◆ Activity: Among the entries below, find the lines with the word "task" and return them.

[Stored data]

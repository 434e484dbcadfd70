use crate::error::{DocdexError, Result};
use rusqlite::Connection;
use std::path::Path;
use tokio::task;

pub mod catalog;
pub mod chunks;
pub mod jobs;
pub mod migrate;

/// Database connection wrapper
///
/// Holds the catalog path and opens short-lived connections on a blocking
/// thread for each unit of work. Every connection gets the same pragma set.
pub struct Db {
    path: std::path::PathBuf,
}

impl Db {
    /// Create a new database connection manager
    pub fn new<P: AsRef<Path>>(db_path: P) -> Self {
        Self {
            path: db_path.as_ref().to_path_buf(),
        }
    }

    /// Open a new database connection with optimized pragmas
    pub fn open_connection(&self) -> Result<Connection> {
        let conn = Connection::open(&self.path).map_err(DocdexError::Database)?;
        configure_connection(&conn)?;
        Ok(conn)
    }

    /// Execute a closure with a database connection in a blocking task
    pub async fn with_connection<F, T>(&self, f: F) -> Result<T>
    where
        F: FnOnce(&mut Connection) -> Result<T> + Send + 'static,
        T: Send + 'static,
    {
        let path = self.path.clone();
        task::spawn_blocking(move || {
            let mut conn = Connection::open(&path).map_err(DocdexError::Database)?;
            configure_connection(&conn)?;
            f(&mut conn)
        })
        .await
        .map_err(|e| DocdexError::Config(format!("Database task panicked: {}", e)))?
    }
}

/// Set SQLite pragmas for performance and integrity.
///
/// WAL mode for better concurrency, NORMAL sync for speed, foreign keys so
/// chunk rows cascade with their document, memory temp store, 64MB cache,
/// 256MB mmap for large catalogs.
fn configure_connection(conn: &Connection) -> Result<()> {
    conn.execute_batch(
        "PRAGMA journal_mode = WAL; \
         PRAGMA synchronous = NORMAL; \
         PRAGMA foreign_keys = ON; \
         PRAGMA temp_store = MEMORY; \
         PRAGMA cache_size = -65536; \
         PRAGMA mmap_size = 268435456; \
         PRAGMA wal_autocheckpoint = 1000;",
    )?;
    Ok(())
}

◆ Solution to this problem:
use tokio::task;
    /// Execute a closure with a database connection in a blocking task
        task::spawn_blocking(move || {
        .map_err(|e| DocdexError::Config(format!("Database task panicked: {}", e)))?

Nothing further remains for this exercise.